Using a Hashmap
Preamble
We, as programmers, want our algorithms to run as fast and as memory efficient as possible. This however, is hard. When do we know that we’ve hit the right solution? And how do we even measure that? In this post I’m trying to explain how to do exactly that.
The problem
Suppose we have an array: [2, 7, 11, 15]. We want to find the indices of two numbers that add up to our target. So lets say our target is 9. We want to fetch the two indices of the numbers that add up to 9, which would be 2 and 7, and get their indices, which would be [0, 1].
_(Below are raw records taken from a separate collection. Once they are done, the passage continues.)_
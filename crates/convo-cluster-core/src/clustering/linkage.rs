//! Ward-linkage merge hierarchy.

use crate::similarity::DistanceMatrix;

/// One agglomeration step.
///
/// Node ids follow the usual linkage-matrix convention: leaves are
/// `0..n_leaves`, and the i-th merge creates node `n_leaves + i`.
#[derive(Debug, Clone, Copy, PartialEq)]
pub struct Merge {
    /// Smaller node id of the merged pair.
    pub left: usize,
    /// Larger node id of the merged pair.
    pub right: usize,
    /// Ward distance between the two groups at merge time.
    pub height: f64,
    /// Number of leaves under the new node.
    pub size: usize,
}

/// Complete merge hierarchy over `n_leaves` items (`n_leaves - 1` merges).
#[derive(Debug, Clone, PartialEq)]
pub struct Dendrogram {
    n_leaves: usize,
    merges: Vec<Merge>,
}

impl Dendrogram {
    /// Number of original items.
    pub fn n_leaves(&self) -> usize {
        self.n_leaves
    }

    /// Merges in the order they were performed.
    pub fn merges(&self) -> &[Merge] {
        &self.merges
    }

    /// Id of the root node, if any merge happened.
    pub fn root(&self) -> Option<usize> {
        if self.merges.is_empty() {
            None
        } else {
            Some(self.n_leaves + self.merges.len() - 1)
        }
    }

    /// Children of an internal node, `None` for leaves and unknown ids.
    pub fn children(&self, node: usize) -> Option<(usize, usize)> {
        node.checked_sub(self.n_leaves)
            .and_then(|i| self.merges.get(i))
            .map(|m| (m.left, m.right))
    }
}

/// Build the Ward hierarchy for `distances`.
///
/// Distances are used as given (no squaring or embedding into Euclidean
/// space). After merging groups `i` and `j`, the distance to every other
/// group `k` becomes
///
/// ```text
/// d(k, i∪j) = sqrt(((n_i+n_k)·d(i,k)² + (n_j+n_k)·d(j,k)² − n_k·d(i,j)²) / (n_i+n_j+n_k))
/// ```
///
/// with the radicand clamped at 0. Among equally close pairs, the one with
/// the lowest working slot indices merges first. O(M³) time, O(M²) space.
pub fn ward_linkage(distances: &DistanceMatrix) -> Dendrogram {
    let m = distances.dim();
    let mut merges = Vec::with_capacity(m.saturating_sub(1));
    if m < 2 {
        return Dendrogram { n_leaves: m, merges };
    }

    let mut d: Vec<f64> = distances.as_square().to_rows().concat();
    let mut active = vec![true; m];
    let mut node_id: Vec<usize> = (0..m).collect();
    let mut size = vec![1usize; m];

    for step in 0..(m - 1) {
        let mut best: Option<(usize, usize, f64)> = None;
        for a in (0..m).filter(|&a| active[a]) {
            for b in ((a + 1)..m).filter(|&b| active[b]) {
                let dist = d[a * m + b];
                if best.map_or(true, |(_, _, current)| dist < current) {
                    best = Some((a, b, dist));
                }
            }
        }
        let Some((a, b, height)) = best else {
            break;
        };

        let (n_a, n_b) = (size[a] as f64, size[b] as f64);
        for k in (0..m).filter(|&k| active[k] && k != a && k != b) {
            let n_k = size[k] as f64;
            let d_ak = d[a * m + k];
            let d_bk = d[b * m + k];
            let radicand = ((n_a + n_k) * d_ak * d_ak + (n_b + n_k) * d_bk * d_bk
                - n_k * height * height)
                / (n_a + n_b + n_k);
            let updated = radicand.max(0.0).sqrt();
            d[a * m + k] = updated;
            d[k * m + a] = updated;
        }

        let (left, right) = if node_id[a] < node_id[b] {
            (node_id[a], node_id[b])
        } else {
            (node_id[b], node_id[a])
        };
        merges.push(Merge {
            left,
            right,
            height,
            size: size[a] + size[b],
        });

        active[b] = false;
        node_id[a] = m + step;
        size[a] += size[b];
    }

    Dendrogram { n_leaves: m, merges }
}
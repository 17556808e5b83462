//! Sub-error types for convo-cluster-core.

use std::fmt;

use thiserror::Error;

/// One of the three signals blended into a composite vector.
#[derive(Debug, Clone, Copy, PartialEq, Eq, Hash)]
pub enum Modality {
    /// Dense semantic embedding.
    Semantic,
    /// Encoded structured attributes.
    Attributes,
    /// Encoded outcome label.
    Outcome,
}

impl Modality {
    /// Lower-case name as used in request payloads.
    pub fn as_str(&self) -> &'static str {
        match self {
            Modality::Semantic => "semantic",
            Modality::Attributes => "attributes",
            Modality::Outcome => "outcome",
        }
    }
}

impl fmt::Display for Modality {
    fn fmt(&self, f: &mut fmt::Formatter<'_>) -> fmt::Result {
        f.write_str(self.as_str())
    }
}

// ============================================================================
// INPUT ERROR
// ============================================================================

/// Rejections raised before any computation starts.
///
/// No partial result is produced once one of these is returned.
#[derive(Debug, Error, Clone, PartialEq)]
pub enum InputError {
    /// Fewer than two records in the batch.
    #[error("Need at least 2 conversations to cluster, got {count}")]
    TooFewRecords {
        /// Number of records received
        count: usize,
    },

    /// A record carries a zero-length embedding.
    #[error("Conversation '{id}' has an empty semantic embedding")]
    EmptyEmbedding {
        /// Offending record id
        id: String,
    },

    /// Embedding width differs from the first record in the batch.
    #[error("Conversation '{id}' embedding dimension mismatch: expected {expected}, got {actual}")]
    DimensionMismatch {
        /// Offending record id
        id: String,
        /// Width of the first record's embedding
        expected: usize,
        /// Width of this record's embedding
        actual: usize,
    },

    /// Embedding component is NaN or infinite.
    #[error("Conversation '{id}' embedding has a non-finite value at index {index}")]
    NonFiniteEmbedding {
        /// Offending record id
        id: String,
        /// Position of the first non-finite component
        index: usize,
    },

    /// Record id appears more than once in the batch.
    #[error("Duplicate conversation id '{id}'")]
    DuplicateId {
        /// The repeated id
        id: String,
    },

    /// Weight is NaN or infinite.
    #[error("Weight for {modality} must be finite, got {value}")]
    NonFiniteWeight {
        /// Modality the weight applies to
        modality: Modality,
        /// Rejected value
        value: f64,
    },

    /// Modality blocks disagree on the number of records.
    #[error("{modality} block has {actual} rows, expected {expected}")]
    RowCountMismatch {
        /// Modality whose block is short or long
        modality: Modality,
        /// Number of records in the batch
        expected: usize,
        /// Rows found in the block
        actual: usize,
    },
}

// ============================================================================
// CONFIG ERROR
// ============================================================================

/// Configuration loading and validation errors.
#[derive(Debug, Error)]
pub enum ConfigError {
    /// Config file could not be read.
    #[error("Failed to read config file '{path}': {source}")]
    FileRead {
        /// Path that was read
        path: String,
        /// Underlying I/O failure
        #[source]
        source: std::io::Error,
    },

    /// TOML could not be parsed into the config structure.
    #[error("Failed to parse TOML{location}: {message}")]
    Parse {
        /// `" in '<path>'"` when parsing a file, empty for in-memory strings
        location: String,
        /// Parser message
        message: String,
    },

    /// Config could not be serialized back to TOML.
    #[error("Failed to serialize config to TOML: {0}")]
    Serialize(String),

    /// A value is outside its allowed range.
    #[error("Invalid config value [{section}] {field}: {reason}")]
    Invalid {
        /// TOML section name
        section: &'static str,
        /// Field name within the section
        field: &'static str,
        /// Why the value was rejected
        reason: String,
    },
}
Note that the array can be unsorted.
The (naive) solution
The first solution everyone thinks about is to just iterate through the array twice. A little bit like this (rust code ahead):
let mut solution: Vec<i32> = Vec::new();
for (i_index, i) in nums.iter().enumerate() {
for (x_index, x) in nums.iter().enumerate() {
if x_index == i_index {
continue;
}
if i + x == target {
solution.push(i_index as i32);
solution.push(x_index as i32);
return solution;
}
}
}
solution
Big O notation
I hope it is apparent to you why this is not an optimal solution. When both numbers that add up to the target are at the end, we have virtually traversed the list twice. This isn’t really a problem with modern hardware when the lists are small, but when the list are big (maybe thousands, maybe millions of elements), the computation time exponentially grows.
We can measure the complexity of our algorithm with Big O(n) notation. Big O tells you the number of operation it takes to complete your algorithm, not how long it will take in seconds. The less the better. A Big O of 1 is best. No matter the size of the list, it will always take 1 operation to complete your algorithm. Think of something like a switch statement, where it is always known where the compiler should jump to.
Next best is a Big O(log n). The number of operations increase with a log of n. Think of a binary search algorithm.
Big O(n) is the most average case. Think of getting finding an element in an unsorted array.
Big O(n * log n) is slow. Think of a divide and conquer algorithm.
A Big O(n^2) is quite frankly, bad. Think of running a nested for loop, as we did above.
Big O(n!) is the worst. Think of BogoSort.
Source: FreeCodeCamp
The (less naive) better solution
So last solution had a Big O(n^2), can we do better?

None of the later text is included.